§ **YOUR GOAL**
From the entries below, gather every line containing the string "started".

§ **DATA PROVIDED**
· · · · ·
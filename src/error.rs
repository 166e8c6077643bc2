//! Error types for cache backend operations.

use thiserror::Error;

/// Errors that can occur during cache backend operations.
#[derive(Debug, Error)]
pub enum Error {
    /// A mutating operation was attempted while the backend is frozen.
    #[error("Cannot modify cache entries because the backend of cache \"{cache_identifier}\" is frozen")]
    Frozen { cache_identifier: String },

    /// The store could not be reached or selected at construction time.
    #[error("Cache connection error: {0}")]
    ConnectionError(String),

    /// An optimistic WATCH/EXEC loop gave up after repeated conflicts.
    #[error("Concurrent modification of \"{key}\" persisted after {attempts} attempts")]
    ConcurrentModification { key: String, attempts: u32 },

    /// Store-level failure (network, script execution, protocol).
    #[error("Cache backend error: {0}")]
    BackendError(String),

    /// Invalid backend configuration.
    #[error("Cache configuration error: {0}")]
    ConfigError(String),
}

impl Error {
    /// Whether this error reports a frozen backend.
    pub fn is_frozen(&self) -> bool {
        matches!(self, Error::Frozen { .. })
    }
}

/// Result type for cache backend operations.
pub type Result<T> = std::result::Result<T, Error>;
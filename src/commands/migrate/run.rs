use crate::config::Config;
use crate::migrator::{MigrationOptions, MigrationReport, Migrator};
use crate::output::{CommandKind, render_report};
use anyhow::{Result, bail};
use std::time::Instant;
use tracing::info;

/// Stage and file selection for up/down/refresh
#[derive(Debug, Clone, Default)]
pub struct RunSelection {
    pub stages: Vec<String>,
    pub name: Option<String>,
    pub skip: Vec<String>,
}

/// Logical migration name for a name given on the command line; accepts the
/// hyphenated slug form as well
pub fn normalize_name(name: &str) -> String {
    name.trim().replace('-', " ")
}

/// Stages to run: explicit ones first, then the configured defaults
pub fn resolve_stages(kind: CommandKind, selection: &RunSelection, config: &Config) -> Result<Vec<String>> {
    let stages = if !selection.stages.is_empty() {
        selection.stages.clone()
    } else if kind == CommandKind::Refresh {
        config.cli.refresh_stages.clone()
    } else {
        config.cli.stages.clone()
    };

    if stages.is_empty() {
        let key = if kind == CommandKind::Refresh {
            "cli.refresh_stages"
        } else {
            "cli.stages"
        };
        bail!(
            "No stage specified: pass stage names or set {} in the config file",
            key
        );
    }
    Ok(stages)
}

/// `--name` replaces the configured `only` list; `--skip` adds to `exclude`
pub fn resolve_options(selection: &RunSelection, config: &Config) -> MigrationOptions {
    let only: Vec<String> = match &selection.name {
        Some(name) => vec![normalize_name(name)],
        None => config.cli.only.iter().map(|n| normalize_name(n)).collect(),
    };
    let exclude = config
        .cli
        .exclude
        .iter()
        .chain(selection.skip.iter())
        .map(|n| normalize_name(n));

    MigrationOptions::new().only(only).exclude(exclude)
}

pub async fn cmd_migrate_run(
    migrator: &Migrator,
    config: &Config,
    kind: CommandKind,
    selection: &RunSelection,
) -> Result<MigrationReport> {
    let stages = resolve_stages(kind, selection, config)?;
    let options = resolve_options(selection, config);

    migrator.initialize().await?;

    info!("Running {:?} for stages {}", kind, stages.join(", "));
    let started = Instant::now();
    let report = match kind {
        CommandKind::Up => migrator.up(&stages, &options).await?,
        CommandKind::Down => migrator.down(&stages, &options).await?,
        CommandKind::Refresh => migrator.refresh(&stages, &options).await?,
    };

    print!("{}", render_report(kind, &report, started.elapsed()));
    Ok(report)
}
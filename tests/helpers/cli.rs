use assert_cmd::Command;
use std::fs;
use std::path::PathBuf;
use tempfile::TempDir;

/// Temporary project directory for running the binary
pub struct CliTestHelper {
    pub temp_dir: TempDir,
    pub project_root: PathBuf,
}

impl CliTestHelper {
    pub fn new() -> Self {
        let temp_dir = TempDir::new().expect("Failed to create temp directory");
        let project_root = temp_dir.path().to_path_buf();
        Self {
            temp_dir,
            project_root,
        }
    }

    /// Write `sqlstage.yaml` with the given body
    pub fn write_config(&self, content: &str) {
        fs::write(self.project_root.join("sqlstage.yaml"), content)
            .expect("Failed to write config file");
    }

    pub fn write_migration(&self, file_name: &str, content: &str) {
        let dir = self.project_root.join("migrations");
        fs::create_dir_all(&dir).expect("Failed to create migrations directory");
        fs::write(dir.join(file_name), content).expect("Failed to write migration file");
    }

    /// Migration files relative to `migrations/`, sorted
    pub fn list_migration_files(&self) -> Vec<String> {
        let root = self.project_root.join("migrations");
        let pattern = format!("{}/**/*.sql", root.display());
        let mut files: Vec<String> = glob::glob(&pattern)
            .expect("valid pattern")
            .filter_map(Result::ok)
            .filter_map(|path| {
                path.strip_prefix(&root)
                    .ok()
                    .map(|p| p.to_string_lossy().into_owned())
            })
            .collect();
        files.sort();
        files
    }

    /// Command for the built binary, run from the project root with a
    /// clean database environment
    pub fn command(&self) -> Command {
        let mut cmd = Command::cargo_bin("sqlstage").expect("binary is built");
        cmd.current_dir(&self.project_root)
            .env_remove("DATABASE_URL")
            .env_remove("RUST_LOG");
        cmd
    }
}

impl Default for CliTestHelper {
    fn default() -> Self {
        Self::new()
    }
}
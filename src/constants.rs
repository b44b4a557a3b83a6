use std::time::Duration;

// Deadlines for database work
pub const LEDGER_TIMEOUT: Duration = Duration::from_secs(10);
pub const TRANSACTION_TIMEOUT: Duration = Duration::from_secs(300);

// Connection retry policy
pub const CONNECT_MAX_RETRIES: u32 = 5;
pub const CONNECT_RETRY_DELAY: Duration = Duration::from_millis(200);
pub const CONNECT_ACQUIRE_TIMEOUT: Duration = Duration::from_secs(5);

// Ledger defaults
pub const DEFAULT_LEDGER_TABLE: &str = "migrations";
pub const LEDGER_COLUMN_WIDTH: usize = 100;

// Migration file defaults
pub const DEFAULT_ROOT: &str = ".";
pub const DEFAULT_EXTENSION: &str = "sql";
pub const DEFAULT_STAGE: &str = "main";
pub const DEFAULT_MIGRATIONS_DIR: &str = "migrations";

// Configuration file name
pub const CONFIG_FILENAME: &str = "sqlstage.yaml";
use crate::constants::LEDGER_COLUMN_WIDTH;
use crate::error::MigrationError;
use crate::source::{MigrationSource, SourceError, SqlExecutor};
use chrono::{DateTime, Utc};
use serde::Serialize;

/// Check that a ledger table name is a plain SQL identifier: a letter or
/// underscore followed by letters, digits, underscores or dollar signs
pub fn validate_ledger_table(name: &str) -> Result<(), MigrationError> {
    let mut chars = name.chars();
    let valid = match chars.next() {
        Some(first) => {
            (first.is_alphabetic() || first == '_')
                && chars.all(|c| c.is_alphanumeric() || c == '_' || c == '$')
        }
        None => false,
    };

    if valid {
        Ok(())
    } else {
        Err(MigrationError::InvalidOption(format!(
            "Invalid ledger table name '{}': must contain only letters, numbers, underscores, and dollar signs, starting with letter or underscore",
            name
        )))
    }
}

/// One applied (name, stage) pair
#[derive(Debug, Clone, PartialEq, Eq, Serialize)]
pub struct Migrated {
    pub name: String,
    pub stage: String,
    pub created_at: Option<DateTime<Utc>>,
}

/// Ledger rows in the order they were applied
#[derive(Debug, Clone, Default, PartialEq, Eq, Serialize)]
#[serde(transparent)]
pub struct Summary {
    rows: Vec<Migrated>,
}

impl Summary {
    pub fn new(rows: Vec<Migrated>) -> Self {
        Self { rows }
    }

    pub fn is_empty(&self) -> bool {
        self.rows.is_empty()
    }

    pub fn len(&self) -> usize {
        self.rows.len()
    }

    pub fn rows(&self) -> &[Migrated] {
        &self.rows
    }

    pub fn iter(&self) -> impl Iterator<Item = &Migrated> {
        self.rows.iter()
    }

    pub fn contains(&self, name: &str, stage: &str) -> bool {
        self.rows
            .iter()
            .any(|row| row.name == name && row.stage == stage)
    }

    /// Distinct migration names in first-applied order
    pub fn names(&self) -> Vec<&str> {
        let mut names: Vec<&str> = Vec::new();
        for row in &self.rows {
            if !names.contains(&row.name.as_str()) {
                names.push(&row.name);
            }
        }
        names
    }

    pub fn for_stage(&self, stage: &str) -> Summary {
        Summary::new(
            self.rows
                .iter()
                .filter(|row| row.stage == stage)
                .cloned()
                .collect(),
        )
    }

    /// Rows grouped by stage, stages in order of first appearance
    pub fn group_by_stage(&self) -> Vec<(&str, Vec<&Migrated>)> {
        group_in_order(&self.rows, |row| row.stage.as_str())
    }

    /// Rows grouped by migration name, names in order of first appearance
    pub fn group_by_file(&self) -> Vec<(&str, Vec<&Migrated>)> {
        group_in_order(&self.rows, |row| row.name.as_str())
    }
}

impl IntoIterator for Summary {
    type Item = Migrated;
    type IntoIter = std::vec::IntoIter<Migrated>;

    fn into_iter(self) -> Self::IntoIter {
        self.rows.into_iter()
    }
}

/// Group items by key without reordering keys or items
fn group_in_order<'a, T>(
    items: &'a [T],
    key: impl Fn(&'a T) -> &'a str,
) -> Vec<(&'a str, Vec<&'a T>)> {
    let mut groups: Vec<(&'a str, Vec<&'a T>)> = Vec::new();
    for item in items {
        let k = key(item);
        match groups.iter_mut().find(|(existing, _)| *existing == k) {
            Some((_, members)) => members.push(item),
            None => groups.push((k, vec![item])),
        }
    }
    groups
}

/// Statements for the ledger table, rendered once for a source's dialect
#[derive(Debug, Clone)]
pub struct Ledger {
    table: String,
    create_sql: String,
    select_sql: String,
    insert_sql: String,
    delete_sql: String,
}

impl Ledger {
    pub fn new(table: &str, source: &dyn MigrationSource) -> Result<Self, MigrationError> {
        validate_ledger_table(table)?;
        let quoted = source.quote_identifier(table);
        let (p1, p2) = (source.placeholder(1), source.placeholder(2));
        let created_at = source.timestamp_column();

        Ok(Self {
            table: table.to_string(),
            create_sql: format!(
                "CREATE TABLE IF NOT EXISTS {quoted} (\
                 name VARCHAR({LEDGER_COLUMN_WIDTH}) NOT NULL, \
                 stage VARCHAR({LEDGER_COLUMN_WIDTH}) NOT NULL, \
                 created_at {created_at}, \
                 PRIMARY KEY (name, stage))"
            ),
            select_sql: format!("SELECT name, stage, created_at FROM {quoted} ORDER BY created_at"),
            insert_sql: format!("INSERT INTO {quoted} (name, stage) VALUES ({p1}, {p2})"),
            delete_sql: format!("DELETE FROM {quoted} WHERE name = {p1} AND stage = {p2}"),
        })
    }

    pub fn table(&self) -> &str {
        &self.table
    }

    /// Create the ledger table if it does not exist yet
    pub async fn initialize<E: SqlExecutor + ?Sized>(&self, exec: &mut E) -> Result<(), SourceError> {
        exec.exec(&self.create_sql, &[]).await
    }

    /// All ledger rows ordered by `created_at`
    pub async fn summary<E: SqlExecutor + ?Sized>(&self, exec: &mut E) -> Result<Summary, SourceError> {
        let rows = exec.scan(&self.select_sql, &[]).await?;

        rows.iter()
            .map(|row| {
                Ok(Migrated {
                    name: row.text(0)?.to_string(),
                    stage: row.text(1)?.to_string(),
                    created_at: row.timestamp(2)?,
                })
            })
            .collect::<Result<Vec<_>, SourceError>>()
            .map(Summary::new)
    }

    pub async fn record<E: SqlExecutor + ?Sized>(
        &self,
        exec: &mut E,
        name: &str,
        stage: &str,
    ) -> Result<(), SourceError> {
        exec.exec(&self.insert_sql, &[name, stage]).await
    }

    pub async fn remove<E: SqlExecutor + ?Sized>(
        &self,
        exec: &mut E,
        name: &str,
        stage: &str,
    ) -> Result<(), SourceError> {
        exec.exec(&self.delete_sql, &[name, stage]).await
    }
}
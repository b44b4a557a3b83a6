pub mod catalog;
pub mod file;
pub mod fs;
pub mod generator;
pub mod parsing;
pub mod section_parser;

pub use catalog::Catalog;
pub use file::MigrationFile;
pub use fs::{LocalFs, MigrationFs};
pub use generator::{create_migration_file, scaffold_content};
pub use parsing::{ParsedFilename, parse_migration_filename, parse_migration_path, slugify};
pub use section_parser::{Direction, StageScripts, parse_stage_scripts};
· · · · ·
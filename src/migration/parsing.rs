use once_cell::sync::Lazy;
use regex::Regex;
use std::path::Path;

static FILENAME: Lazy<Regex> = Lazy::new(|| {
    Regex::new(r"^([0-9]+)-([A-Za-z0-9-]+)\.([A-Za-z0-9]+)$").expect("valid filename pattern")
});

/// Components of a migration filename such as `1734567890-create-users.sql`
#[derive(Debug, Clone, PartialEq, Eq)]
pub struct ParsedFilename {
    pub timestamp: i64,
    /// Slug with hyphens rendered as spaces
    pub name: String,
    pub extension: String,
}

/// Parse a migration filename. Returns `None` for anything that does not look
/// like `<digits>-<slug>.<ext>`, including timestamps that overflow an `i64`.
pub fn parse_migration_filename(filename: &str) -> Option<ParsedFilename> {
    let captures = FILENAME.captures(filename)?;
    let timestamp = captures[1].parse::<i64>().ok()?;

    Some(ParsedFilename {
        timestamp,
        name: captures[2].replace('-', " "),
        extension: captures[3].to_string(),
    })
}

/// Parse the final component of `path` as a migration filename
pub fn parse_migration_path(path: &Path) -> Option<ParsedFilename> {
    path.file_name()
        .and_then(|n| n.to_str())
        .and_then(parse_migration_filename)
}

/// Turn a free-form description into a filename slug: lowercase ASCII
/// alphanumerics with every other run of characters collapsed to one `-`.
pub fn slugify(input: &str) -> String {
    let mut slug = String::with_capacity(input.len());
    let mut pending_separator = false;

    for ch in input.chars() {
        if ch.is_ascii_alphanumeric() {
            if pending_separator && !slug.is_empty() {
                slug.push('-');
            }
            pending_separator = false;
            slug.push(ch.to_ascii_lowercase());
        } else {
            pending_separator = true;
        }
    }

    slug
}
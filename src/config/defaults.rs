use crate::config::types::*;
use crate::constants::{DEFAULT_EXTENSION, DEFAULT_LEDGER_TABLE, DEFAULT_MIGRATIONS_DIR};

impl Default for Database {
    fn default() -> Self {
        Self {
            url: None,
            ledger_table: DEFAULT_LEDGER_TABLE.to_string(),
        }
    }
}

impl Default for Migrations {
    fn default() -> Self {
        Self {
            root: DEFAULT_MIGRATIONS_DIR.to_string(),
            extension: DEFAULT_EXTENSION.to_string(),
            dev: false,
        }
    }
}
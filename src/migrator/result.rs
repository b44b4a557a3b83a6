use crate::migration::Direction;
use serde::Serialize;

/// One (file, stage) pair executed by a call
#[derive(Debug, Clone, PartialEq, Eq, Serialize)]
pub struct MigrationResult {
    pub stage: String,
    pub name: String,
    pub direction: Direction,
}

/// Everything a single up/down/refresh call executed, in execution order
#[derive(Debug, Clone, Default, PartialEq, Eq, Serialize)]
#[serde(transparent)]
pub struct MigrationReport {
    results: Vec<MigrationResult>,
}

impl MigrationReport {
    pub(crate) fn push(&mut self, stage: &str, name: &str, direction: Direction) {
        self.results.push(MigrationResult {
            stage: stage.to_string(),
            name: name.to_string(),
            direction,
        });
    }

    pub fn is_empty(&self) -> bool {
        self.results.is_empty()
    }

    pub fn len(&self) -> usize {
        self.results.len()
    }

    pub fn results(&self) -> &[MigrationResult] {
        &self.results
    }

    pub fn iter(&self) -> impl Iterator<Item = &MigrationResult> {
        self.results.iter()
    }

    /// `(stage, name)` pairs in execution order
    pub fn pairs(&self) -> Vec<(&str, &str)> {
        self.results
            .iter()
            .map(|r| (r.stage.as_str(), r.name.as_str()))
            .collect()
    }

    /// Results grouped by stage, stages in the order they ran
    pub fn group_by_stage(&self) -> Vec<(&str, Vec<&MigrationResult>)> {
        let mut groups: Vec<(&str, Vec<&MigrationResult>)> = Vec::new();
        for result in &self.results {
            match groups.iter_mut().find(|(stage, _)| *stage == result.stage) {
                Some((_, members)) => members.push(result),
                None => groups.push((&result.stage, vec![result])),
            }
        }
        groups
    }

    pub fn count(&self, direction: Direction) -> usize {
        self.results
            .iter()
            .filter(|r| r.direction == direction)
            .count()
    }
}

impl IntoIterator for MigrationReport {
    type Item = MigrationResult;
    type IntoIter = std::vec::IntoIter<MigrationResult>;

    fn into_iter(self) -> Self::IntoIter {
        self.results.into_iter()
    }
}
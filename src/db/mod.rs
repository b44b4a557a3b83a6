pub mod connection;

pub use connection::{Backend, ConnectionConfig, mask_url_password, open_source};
· · · · ·
§ **ANSWER FOR THIS EXERCISE**
    let started = Instant::now();
    print!("{}", render_report(kind, &report, started.elapsed()));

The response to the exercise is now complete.